On radiation, Seibert says:

"Exposure occurs only during the millisecond when the button is pressed. Wearing full gown and full hand gloves is often adequate protection. So in most cases, the pregnant worker does not need to completely avoid the radiation area—just minimize the exposure and wear the appropriate safety devices."

On waste anesthetic gases, Seibert says:

"If you follow the safety rules—such as avoiding hard-to-scavenge procedures like masking, using the scavenger hooked to the machine, checking the machine for leaks before use, using the proper protective equipment when handling chemicals and practicing good personal hygiene—then there's really no increased exposure or risk to the fetus.

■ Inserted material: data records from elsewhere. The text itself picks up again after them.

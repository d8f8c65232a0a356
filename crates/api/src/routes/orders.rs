//! Order details endpoint.

use std::sync::Arc;

use axum::Json;
use axum::extract::{Path, State};
use common::OrderId;
use domain::OrderDetails;
use payment::PaymentGateway;
use serde::Serialize;
use store::Store;

use crate::AppState;
use crate::error::ApiError;

#[derive(Serialize)]
pub struct OrderResponse {
    pub id: i64,
    pub status: String,
    pub created_at: String,
    pub items: Vec<OrderItemResponse>,
    pub total: String,
    pub total_cents: i64,
}

#[derive(Serialize)]
pub struct OrderItemResponse {
    pub id: i64,
    pub product_id: i64,
    pub product_name: String,
    pub quantity: u32,
    pub unit_price_cents: i64,
    pub line_total_cents: i64,
}

impl From<OrderDetails> for OrderResponse {
    fn from(details: OrderDetails) -> Self {
        let items = details
            .lines
            .into_iter()
            .map(|line| OrderItemResponse {
                id: line.item.id.as_i64(),
                product_id: line.product.id.as_i64(),
                product_name: line.product.name,
                quantity: line.item.quantity,
                unit_price_cents: line.product.price.cents(),
                line_total_cents: line.line_total.cents(),
            })
            .collect();

        Self {
            id: details.order.id.as_i64(),
            status: details.order.status.to_string(),
            created_at: details.order.created_at.to_rfc3339(),
            items,
            total: details.total.to_decimal_string(),
            total_cents: details.total.cents(),
        }
    }
}

/// GET /order_details/{order_id}/: an order with its items and total.
#[tracing::instrument(skip(state))]
pub async fn details<S: Store + 'static, G: PaymentGateway + 'static>(
    State(state): State<Arc<AppState<S, G>>>,
    Path(order_id): Path<i64>,
) -> Result<Json<OrderResponse>, ApiError> {
    let details = state.ordering.get_order(OrderId::new(order_id)).await?;
    Ok(Json(OrderResponse::from(details)))
}
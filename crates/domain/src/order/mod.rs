//! Order lifecycle service and related types.

mod service;
mod session;
mod views;

pub use service::{ItemChange, OrderingService};
pub use session::CartSession;
pub use views::{Catalog, CatalogEntry, OrderDetails, OrderLine, OrderSummary, PaymentRedirect};
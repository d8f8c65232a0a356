//! Domain error types.

use common::{AmountOverflow, OrderId, ProductId};
use payment::PaymentError;
use store::StoreError;
use thiserror::Error;

/// Errors that can occur during ordering operations.
#[derive(Debug, Error)]
pub enum DomainError {
    /// The requested product does not exist.
    #[error("Product not found: {0}")]
    ProductNotFound(ProductId),

    /// The requested order does not exist.
    #[error("Order not found: {0}")]
    OrderNotFound(OrderId),

    /// The session has no order bound to it.
    #[error("No order is bound to this session")]
    NoActiveOrder,

    /// A line or order total would not fit in the money representation.
    #[error("Order total out of range")]
    AmountOverflow(#[from] AmountOverflow),

    /// An error occurred in the store.
    #[error("Store error: {0}")]
    Store(#[source] StoreError),

    /// The payment gateway failed.
    #[error("Payment error: {0}")]
    Payment(#[from] PaymentError),
}

impl From<StoreError> for DomainError {
    fn from(err: StoreError) -> Self {
        match err {
            StoreError::AmountOverflow(overflow) => DomainError::AmountOverflow(overflow),
            other => DomainError::Store(other),
        }
    }
}
//! In-memory gateway for tests and keyless local runs.

use std::sync::{Arc, RwLock};

use async_trait::async_trait;

use crate::error::{PaymentError, Result};
use crate::gateway::{CheckoutRequest, CheckoutSession, PaymentGateway};

#[derive(Debug)]
struct InMemoryGatewayState {
    requests: Vec<CheckoutRequest>,
    next_id: u32,
    configured: bool,
    fail_on_checkout: bool,
}

impl Default for InMemoryGatewayState {
    fn default() -> Self {
        Self {
            requests: Vec::new(),
            next_id: 0,
            configured: true,
            fail_on_checkout: false,
        }
    }
}

/// In-memory payment gateway.
///
/// Records every checkout request and hands out fake hosted-checkout
/// URLs. Clones share the same state.
#[derive(Debug, Clone, Default)]
pub struct InMemoryPaymentGateway {
    state: Arc<RwLock<InMemoryGatewayState>>,
}

impl InMemoryPaymentGateway {
    /// Host used in the generated checkout URLs.
    pub const CHECKOUT_HOST: &'static str = "https://checkout.example.test";

    /// Creates a configured in-memory gateway.
    pub fn new() -> Self {
        Self::default()
    }

    /// Creates a gateway that reports itself as unconfigured.
    pub fn unconfigured() -> Self {
        let gateway = Self::default();
        gateway.set_configured(false);
        gateway
    }

    pub fn set_configured(&self, configured: bool) {
        self.state.write().unwrap().configured = configured;
    }

    /// Configures the gateway to fail on checkout calls.
    pub fn set_fail_on_checkout(&self, fail: bool) {
        self.state.write().unwrap().fail_on_checkout = fail;
    }

    /// Returns the checkout requests received so far, oldest first.
    pub fn requests(&self) -> Vec<CheckoutRequest> {
        self.state.read().unwrap().requests.clone()
    }

    /// Returns the most recent checkout request.
    pub fn last_request(&self) -> Option<CheckoutRequest> {
        self.state.read().unwrap().requests.last().cloned()
    }
}

#[async_trait]
impl PaymentGateway for InMemoryPaymentGateway {
    fn is_configured(&self) -> bool {
        self.state.read().unwrap().configured
    }

    async fn create_checkout_session(&self, request: CheckoutRequest) -> Result<CheckoutSession> {
        let mut state = self.state.write().unwrap();

        if !state.configured {
            return Err(PaymentError::NotConfigured);
        }
        if state.fail_on_checkout {
            return Err(PaymentError::Declined("Checkout refused".to_string()));
        }

        state.next_id += 1;
        let id = format!("cs_test_{:04}", state.next_id);
        let url = format!("{}/{id}", Self::CHECKOUT_HOST);
        state.requests.push(request);

        Ok(CheckoutSession { id, url })
    }
}
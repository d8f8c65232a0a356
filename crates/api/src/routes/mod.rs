pub mod ops;
pub mod orders;
pub mod payments;
pub mod products;
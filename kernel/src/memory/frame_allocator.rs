use alloc::boxed::Box;
use core::fmt;

use spin::Mutex;
use x86_64::{PhysAddr, VirtAddr};

use crate::{
    constants::memory::PAGE_SIZE,
    memory::{boot_frame_allocator::StealMem, frame_table::FrameTable, VmError},
};

/// How frames are handed out.
#[derive(Debug, Clone, Copy, PartialEq, Eq, Default)]
pub enum AllocPolicy {
    /// Every request is carved from untouched RAM; freed frames leak.
    BumpOnly,
    /// First-fit over the frame table, falling back to untouched RAM.
    #[default]
    FreeList,
}

/// Whether the frame table has been built yet.
#[derive(Debug, Clone, Copy, PartialEq, Eq)]
pub enum TableStatus {
    Uninitialized,
    Ready,
}

enum TableState {
    Uninitialized,
    Ready(FrameTable),
}

/// Physical frame allocator shared by every consumer of the VM subsystem
///
/// * `table`: free bits and run lengths, guarded by the allocator lock
/// * `boot`: the bump source, guarded by its own lock since it is also
///   used before the table exists
pub struct FrameAllocator {
    policy: AllocPolicy,
    kernel_base: VirtAddr,
    table: Mutex<TableState>,
    boot: Mutex<Box<dyn StealMem>>,
}

impl FrameAllocator {
    pub fn new(policy: AllocPolicy, kernel_base: VirtAddr, boot: impl StealMem + 'static) -> Self {
        FrameAllocator {
            policy,
            kernel_base,
            table: Mutex::new(TableState::Uninitialized),
            boot: Mutex::new(Box::new(boot)),
        }
    }

    pub fn policy(&self) -> AllocPolicy {
        self.policy
    }

    pub fn status(&self) -> TableStatus {
        match *self.table.lock() {
            TableState::Uninitialized => TableStatus::Uninitialized,
            TableState::Ready(_) => TableStatus::Ready,
        }
    }

    /// Builds the frame table and enables frame reuse.
    ///
    /// A no-op under [`AllocPolicy::BumpOnly`]. With `seed_free_pool` the
    /// remaining untouched RAM is taken from the boot allocator and pooled.
    pub fn bootstrap(&self, seed_free_pool: bool) -> Result<(), VmError> {
        if self.policy == AllocPolicy::BumpOnly {
            crate::debug!("frame table disabled by bump-only policy");
            return Ok(());
        }
        // lock order: table, then boot
        let mut state = self.table.lock();
        if let TableState::Ready(_) = *state {
            return Err(VmError::AlreadyBootstrapped);
        }

        let mut boot = self.boot.lock();
        let total_frames = boot.ram_size().div_ceil(PAGE_SIZE) as usize;
        let mut table = FrameTable::new(total_frames);

        if seed_free_pool {
            let remaining = boot.remaining();
            if let Some(base) = boot.steal(remaining) {
                let first = frame_index(base);
                table.add_to_pool(first..first + remaining);
            }
        }
        crate::debug!(
            "frame table: {} frames, {} pooled, untouched RAM from {:#x}",
            total_frames,
            table.free_frames(),
            boot.first_free().as_u64()
        );
        drop(boot);

        *state = TableState::Ready(table);
        Ok(())
    }

    /// Reserves `count` contiguous frames.
    ///
    /// # Returns
    /// The first frame's physical address, or `None` when neither the free
    /// pool nor untouched RAM holds a long enough run
    pub fn alloc_frames(&self, count: usize) -> Option<PhysAddr> {
        if count == 0 {
            return None;
        }

        if self.policy == AllocPolicy::FreeList {
            let reused = self
                .with_frame_table(|table| {
                    let first = table.find_first_fit(count)?;
                    table.claim(first, count);
                    Some(first)
                })
                .flatten();
            if let Some(first) = reused {
                return Some(frame_address(first));
            }
        }

        let base = self.boot.lock().steal(count)?;
        self.with_frame_table(|table| table.record_run(frame_index(base), count));
        Some(base)
    }

    /// Gives `count` frames starting at `base` back to the free pool.
    ///
    /// # Returns
    /// Whether the frames were pooled; before the table exists they leak
    pub fn free_frames(&self, base: PhysAddr, count: usize) -> bool {
        assert!(
            base.is_aligned(PAGE_SIZE),
            "freeing unaligned frame {:#x}",
            base.as_u64()
        );
        if count == 0 {
            return false;
        }

        let released = self.with_frame_table(|table| table.release(frame_index(base), count));
        if released.is_none() {
            crate::debug!(
                "frame table disabled, leaking {} frames at {:#x}",
                count,
                base.as_u64()
            );
        }
        released.is_some()
    }

    /// Allocates `count` frames and returns their kernel direct-map address.
    pub fn alloc_kernel_pages(&self, count: usize) -> Option<VirtAddr> {
        let base = self.alloc_frames(count)?;
        Some(self.kernel_base + base.as_u64())
    }

    /// Frees a run handed out by [`FrameAllocator::alloc_kernel_pages`].
    /// The run length is recovered from the frame table.
    pub fn free_kernel_pages(&self, addr: VirtAddr) {
        assert!(
            addr >= self.kernel_base && addr.is_aligned(PAGE_SIZE),
            "{:#x} is not a kernel page",
            addr.as_u64()
        );
        let first = frame_index(PhysAddr::new(addr - self.kernel_base));

        let freed = self.with_frame_table(|table| {
            assert!(
                first < table.total_frames(),
                "kernel page {:#x} is outside RAM",
                addr.as_u64()
            );
            let count = table.run_length(first);
            if count > 0 {
                table.release(first, count);
            }
            count
        });

        match freed {
            None => crate::debug!("frame table disabled, leaking {:#x}", addr.as_u64()),
            Some(0) => crate::warn!("no run recorded at kernel page {:#x}", addr.as_u64()),
            Some(_) => {}
        }
    }

    /// Scans the frame table for [`MemStats`]; `None` before bootstrap.
    pub fn stats(&self) -> Option<MemStats> {
        self.with_frame_table(|table| MemStats {
            total_frames: table.total_frames(),
            free_frames: table.free_frames(),
            largest_run: table
                .largest_run()
                .map(|(first, length)| (frame_address(first), length)),
        })
    }

    /// Runs `f` on the frame table under the allocator lock.
    ///
    /// # Returns
    /// `None` while the table is uninitialized
    pub fn with_frame_table<F, R>(&self, f: F) -> Option<R>
    where
        F: FnOnce(&mut FrameTable) -> R,
    {
        let mut guard = self.table.lock();
        match &mut *guard {
            TableState::Ready(table) => Some(f(table)),
            TableState::Uninitialized => None,
        }
    }
}

/// Snapshot of frame usage
#[derive(Debug, Clone, Copy, PartialEq, Eq)]
pub struct MemStats {
    pub total_frames: usize,
    pub free_frames: usize,
    /// First frame address and length of the largest allocated run.
    pub largest_run: Option<(PhysAddr, usize)>,
}

impl MemStats {
    pub fn percent_free(&self) -> usize {
        if self.total_frames == 0 {
            return 0;
        }
        100 * self.free_frames / self.total_frames
    }
}

impl fmt::Display for MemStats {
    fn fmt(&self, f: &mut fmt::Formatter<'_>) -> fmt::Result {
        write!(
            f,
            "free memory: {} of {} frames ({}%)",
            self.free_frames,
            self.total_frames,
            self.percent_free()
        )?;
        if let Some((base, length)) = self.largest_run {
            write!(f, ", largest run: {} frames @ {:#x}", length, base.as_u64())?;
        }
        Ok(())
    }
}

fn frame_index(addr: PhysAddr) -> usize {
    (addr.as_u64() / PAGE_SIZE) as usize
}

fn frame_address(index: usize) -> PhysAddr {
    PhysAddr::new(index as u64 * PAGE_SIZE)
}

"If you are using any scavenger properly and in the case of the air canister, changing it regularly, you should have no exposure to waste anesthetic gasses during the procedure. However, animals do give off some gas during recovery since they don't metabolize all of the gas they inhale while on the machine. The only way to deal with that issue is with good general ventilation in the recovery area and for you to avoid very close face-to-face contact with recovering animals."

Tip for managers: "I don't recommend using masks for protection against anesthetic gasses. A better solution is to do the procedure safely. By allowing the employee to use a mask as personal protective equipment (PPE), the practice is required to comply with the full provisions of the Respiratory Protection Standard for the respirator, including logs for monthly leak checks, test fittings, cleanings and so on. Furthermore, OSHA expects you to use engineering controls—fans, scavengers, etc.—and procedural controls to alleviate the hazard before you use PPE for protection. So before you go straight to PPE, consider testing the employee's exposure." Visit dvm360.com/safetyvet for links to information about masks and testing badges, including instructions on how to use them.

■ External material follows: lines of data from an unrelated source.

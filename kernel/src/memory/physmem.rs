//! Byte access to physical memory.
//!
//! The address-space code zero-fills and copies whole regions by physical
//! address. On hardware that goes through the kernel direct map; under test
//! it goes to a heap-backed image of RAM.

use alloc::{vec, vec::Vec};

use spin::Mutex;
use x86_64::{PhysAddr, VirtAddr};

pub trait PhysicalMemory: Send + Sync {
    /// Fills `len` bytes starting at `base` with zeroes.
    fn zero(&self, base: PhysAddr, len: usize);

    /// Copies `len` bytes from `src` to `dst`. The ranges must not overlap.
    fn copy(&self, src: PhysAddr, dst: PhysAddr, len: usize);

    fn read(&self, addr: PhysAddr, buf: &mut [u8]);

    fn write(&self, addr: PhysAddr, data: &[u8]);
}

/// Heap-backed image of physical RAM, addressed from 0.
pub struct RamImage {
    bytes: Mutex<Vec<u8>>,
}

impl RamImage {
    pub fn new(size: usize) -> Self {
        RamImage {
            bytes: Mutex::new(vec![0; size]),
        }
    }

    pub fn size(&self) -> usize {
        self.bytes.lock().len()
    }

    fn span(addr: PhysAddr, len: usize) -> core::ops::Range<usize> {
        let start = addr.as_u64() as usize;
        start..start + len
    }
}

impl PhysicalMemory for RamImage {
    fn zero(&self, base: PhysAddr, len: usize) {
        self.bytes.lock()[Self::span(base, len)].fill(0);
    }

    fn copy(&self, src: PhysAddr, dst: PhysAddr, len: usize) {
        let from = Self::span(src, len);
        let to = Self::span(dst, len);
        assert!(
            from.end <= to.start || to.end <= from.start,
            "overlapping physical copy"
        );
        self.bytes.lock().copy_within(from, to.start);
    }

    fn read(&self, addr: PhysAddr, buf: &mut [u8]) {
        buf.copy_from_slice(&self.bytes.lock()[Self::span(addr, buf.len())]);
    }

    fn write(&self, addr: PhysAddr, data: &[u8]) {
        self.bytes.lock()[Self::span(addr, data.len())].copy_from_slice(data);
    }
}

/// Physical memory seen through a fixed kernel direct map.
pub struct DirectMap {
    offset: VirtAddr,
}

impl DirectMap {
    /// # Safety
    ///
    /// Every physical address passed to this accessor must be mapped
    /// read-write at `offset + addr` for the lifetime of the value.
    pub unsafe fn new(offset: VirtAddr) -> Self {
        DirectMap { offset }
    }

    fn ptr(&self, addr: PhysAddr) -> *mut u8 {
        (self.offset + addr.as_u64()).as_mut_ptr()
    }
}

impl PhysicalMemory for DirectMap {
    fn zero(&self, base: PhysAddr, len: usize) {
        unsafe { core::ptr::write_bytes(self.ptr(base), 0, len) }
    }

    fn copy(&self, src: PhysAddr, dst: PhysAddr, len: usize) {
        unsafe { core::ptr::copy_nonoverlapping(self.ptr(src), self.ptr(dst), len) }
    }

    fn read(&self, addr: PhysAddr, buf: &mut [u8]) {
        unsafe { core::ptr::copy_nonoverlapping(self.ptr(addr), buf.as_mut_ptr(), buf.len()) }
    }

    fn write(&self, addr: PhysAddr, data: &[u8]) {
        unsafe { core::ptr::copy_nonoverlapping(data.as_ptr(), self.ptr(addr), data.len()) }
    }
}
use x86_64::VirtAddr;

use crate::constants::errno::{EFAULT, EINVAL, ENOMEM, ENOSYS};

/// Failures reported by the VM subsystem.
///
/// Design-invariant violations (misalignment, double prepare, frame table
/// corruption, TLB exhaustion, shootdown requests) are not represented here:
/// they panic.
#[derive(Debug, Clone, Copy, PartialEq, Eq)]
pub enum VmError {
    /// Not enough contiguous frames for the request.
    OutOfMemory,
    /// Both program-region slots are already defined.
    TooManyRegions,
    /// A region of zero bytes was requested.
    EmptyRegion,
    /// The trap reported a fault code this handler does not know.
    InvalidFaultType(u32),
    /// A fault arrived with no current process, probably early in boot.
    NoProcess,
    /// The current process has no address space installed.
    NoAddressSpace,
    /// The faulting address lies outside every region of the address space.
    AddressFault(VirtAddr),
    /// `bootstrap` was called on an already initialized frame table.
    AlreadyBootstrapped,
}

impl VmError {
    /// Status code handed back to the trap and syscall layers.
    pub fn errno(&self) -> i32 {
        match self {
            VmError::OutOfMemory => ENOMEM,
            VmError::TooManyRegions => ENOSYS,
            VmError::EmptyRegion | VmError::InvalidFaultType(_) | VmError::AlreadyBootstrapped => {
                EINVAL
            }
            VmError::NoProcess | VmError::NoAddressSpace | VmError::AddressFault(_) => EFAULT,
        }
    }

    /// Whether the trap layer should halt instead of delivering the fault to
    /// the faulting process.
    pub fn is_fatal(&self) -> bool {
        matches!(self, VmError::NoProcess | VmError::NoAddressSpace)
    }
}

impl core::fmt::Display for VmError {
    fn fmt(&self, f: &mut core::fmt::Formatter<'_>) -> core::fmt::Result {
        match self {
            VmError::OutOfMemory => write!(f, "Out of physical frames"),
            VmError::TooManyRegions => write!(f, "Too many regions (at most two supported)"),
            VmError::EmptyRegion => write!(f, "Region has zero length"),
            VmError::InvalidFaultType(code) => write!(f, "Invalid fault type {}", code),
            VmError::NoProcess => write!(f, "Fault with no current process"),
            VmError::NoAddressSpace => write!(f, "Fault with no address space"),
            VmError::AddressFault(addr) => write!(f, "Address fault at {:#x}", addr.as_u64()),
            VmError::AlreadyBootstrapped => write!(f, "Frame table already initialized"),
        }
    }
}
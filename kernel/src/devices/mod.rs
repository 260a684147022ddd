//! Devices the VM subsystem talks to directly: only the debug UART.

pub mod serial;
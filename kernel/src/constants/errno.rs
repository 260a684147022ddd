//! Kernel status codes handed back to the trap and syscall layers.

/// Function not implemented.
pub const ENOSYS: i32 = 1;
/// Out of memory.
pub const ENOMEM: i32 = 3;
/// Bad memory reference.
pub const EFAULT: i32 = 6;
/// Invalid argument.
pub const EINVAL: i32 = 8;
//! Virtual-memory core for a teaching kernel: a contiguous-run frame
//! allocator, per-process address spaces and a software TLB fault handler.
#![cfg_attr(not(test), no_std)]
#![cfg_attr(feature = "strict", deny(warnings))]
extern crate alloc;

pub mod constants;
pub mod devices;
pub mod interrupts;
pub mod logging;
pub mod memory;
pub mod processes;

pub use devices::serial;

pub mod prelude {
    pub use crate::serial_print;
    pub use crate::serial_println;
}
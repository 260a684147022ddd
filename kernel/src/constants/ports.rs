//! I/O port definitions.

/// Base I/O port address for the first serial port (COM1).
pub const SERIAL_PORT: u16 = 0x3F8;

On hazardous chemicals, Seibert says:

"I would avoid the chemotherapy treatment, even handling patients that have undergone the procedure elsewhere.Use good personal hygiene and pharmacy practices when handling medications, such as washing hands and using the pill counter instead of counting tabs in the palm of the hand."

On zoonotic diseases, Seibert says:

"Personal hygiene and knowledge of disease transmission routes is the best defense. It's a good idea to review zoonotic disease textbooks to educate yourself on commonly transmitted diseases of wild animals, even if you aren't pregnant."

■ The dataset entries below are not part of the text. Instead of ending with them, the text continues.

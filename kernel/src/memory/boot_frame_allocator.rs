//! Boot Frame Allocator
//!
//! - Hands out contiguous frames from RAM nobody has touched yet
//! - One-way: frames taken here are never given back to this allocator
//! - Serves every allocation before the frame table exists, and is the
//!   fallback when the free list cannot satisfy a request afterwards

use core::ops::Range;

use limine::{memory_map::EntryType, response::MemoryMapResponse};
use x86_64::PhysAddr;

use crate::constants::memory::PAGE_SIZE;

/// Source of never-yet-touched physical frames.
pub trait StealMem: Send {
    /// Size of physical memory in bytes (the top of RAM).
    fn ram_size(&self) -> u64;

    /// Reserves `pages` contiguous frames, or `None` once untouched RAM runs out.
    fn steal(&mut self, pages: usize) -> Option<PhysAddr>;

    /// First address not yet handed out.
    fn first_free(&self) -> PhysAddr;

    /// Number of frames still untouched.
    fn remaining(&self) -> usize;
}

/// Bump allocator over a single range of untouched RAM
///
/// * `next`: the first byte not yet handed out
/// * `end`: one past the last usable byte
/// * `ram_top`: top of physical memory, reported as the RAM size
#[derive(Debug)]
pub struct BootFrameAllocator {
    next: u64,
    end: u64,
    ram_top: u64,
}

impl BootFrameAllocator {
    /// Creates a bump allocator over `untouched`, trimmed to whole frames.
    /// The RAM size is the end of that range.
    pub fn new(untouched: Range<u64>) -> Self {
        Self::with_ram_top(untouched.clone(), untouched.end)
    }

    /// Like [`BootFrameAllocator::new`], for RAM extending past the untouched range.
    pub fn with_ram_top(untouched: Range<u64>, ram_top: u64) -> Self {
        let next = untouched.start.next_multiple_of(PAGE_SIZE);
        let end = untouched.end & !(PAGE_SIZE - 1);
        assert!(end <= ram_top, "untouched RAM extends past the top of memory");

        BootFrameAllocator {
            next: next.min(end),
            end,
            ram_top,
        }
    }

    /// Builds the allocator from the Limine memory map.
    ///
    /// The largest usable entry becomes the untouched range, skipping anything
    /// below `kernel_end`. The top of the highest usable entry is the RAM size.
    pub fn from_memory_map(memory_map: &MemoryMapResponse, kernel_end: u64) -> Self {
        let mut ram_top = 0;
        let mut largest = 0..0;

        for entry in memory_map
            .entries()
            .iter()
            .filter(|entry| entry.entry_type == EntryType::USABLE)
        {
            let end = entry.base + entry.length;
            ram_top = ram_top.max(end);

            let start = entry.base.max(kernel_end);
            if start < end && end - start > largest.end - largest.start {
                largest = start..end;
            }
        }

        crate::debug!(
            "boot allocator: untouched RAM {:#x}..{:#x}, top of memory {:#x}",
            largest.start,
            largest.end,
            ram_top
        );

        Self::with_ram_top(largest, ram_top)
    }
}

impl StealMem for BootFrameAllocator {
    fn ram_size(&self) -> u64 {
        self.ram_top
    }

    fn steal(&mut self, pages: usize) -> Option<PhysAddr> {
        if pages == 0 {
            return None;
        }

        let size = (pages as u64).checked_mul(PAGE_SIZE)?;
        let top = self.next.checked_add(size)?;
        if top > self.end {
            return None;
        }

        let base = self.next;
        self.next = top;
        Some(PhysAddr::new(base))
    }

    fn first_free(&self) -> PhysAddr {
        PhysAddr::new(self.next)
    }

    fn remaining(&self) -> usize {
        ((self.end - self.next) / PAGE_SIZE) as usize
    }
}

#[cfg(test)]
mod tests {
    use super::*;

    #[test]
    fn steals_consecutive_runs() {
        let mut boot = BootFrameAllocator::new(0x4000..0x10000);
        assert_eq!(boot.remaining(), 12);

        assert_eq!(boot.steal(2), Some(PhysAddr::new(0x4000)));
        assert_eq!(boot.steal(3), Some(PhysAddr::new(0x6000)));
        assert_eq!(boot.first_free(), PhysAddr::new(0x9000));
        assert_eq!(boot.remaining(), 7);
    }

    #[test]
    fn exhaustion_returns_none_and_keeps_state() {
        let mut boot = BootFrameAllocator::new(0..0x3000);
        assert_eq!(boot.steal(4), None);
        assert_eq!(boot.remaining(), 3);
        assert_eq!(boot.steal(3), Some(PhysAddr::new(0)));
        assert_eq!(boot.steal(1), None);
    }

    #[test]
    fn unaligned_range_is_trimmed_to_frames() {
        let boot = BootFrameAllocator::with_ram_top(0x1234..0x5678, 0x10000);
        assert_eq!(boot.first_free(), PhysAddr::new(0x2000));
        assert_eq!(boot.remaining(), 3);
        assert_eq!(boot.ram_size(), 0x10000);
    }

    #[test]
    fn zero_pages_is_not_a_reservation() {
        let mut boot = BootFrameAllocator::new(0..0x2000);
        assert_eq!(boot.steal(0), None);
        assert_eq!(boot.remaining(), 2);
    }
}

On lifting limitations, Seibert says:

"When you're expecting, it's important to understand your limitations. No matter how busy the practice gets, you must allow the other team members to do physical tasks like lifting even small dogs and restraining patients, especially fractious animals. Wear good slip-resistant footwear. And of course, be careful when you get into or out of the car, go up and down the stairs and even while sitting down in a chair or standing up from a sitting position."

Tip for managers: "You can't regulate most of this advice, but you can remind team members if you see them pushing the limits."

Great expectations for expecting moms

Firstline Editorial Advisory Board member Rachael Simmons offers this advice on how to be a great employee when you're pregnant:

1. Recognize that you can't do all the things you could do before. For example, let your coworkers do the heavy lifting—literally.

2. Help out in other areas. You want to keep on task, not take hour-long breaks all day. Offer to do jobs that allow you to sit down for periods of time. If you aren't working, then maybe you shouldn't be at work.

3. Don't use pregnancy as an excuse—not for being late to work or taking a long lunch.

4. Try to schedule your doctor visits around your work schedule, if possible. There's no such thing as a quick doctor visit.

5. Don't spend all day discussing your pregnancy with your coworkers. Although they're happy for you, they may not want to hear about it day after day for nine months. And not everyone wants to hear all the details.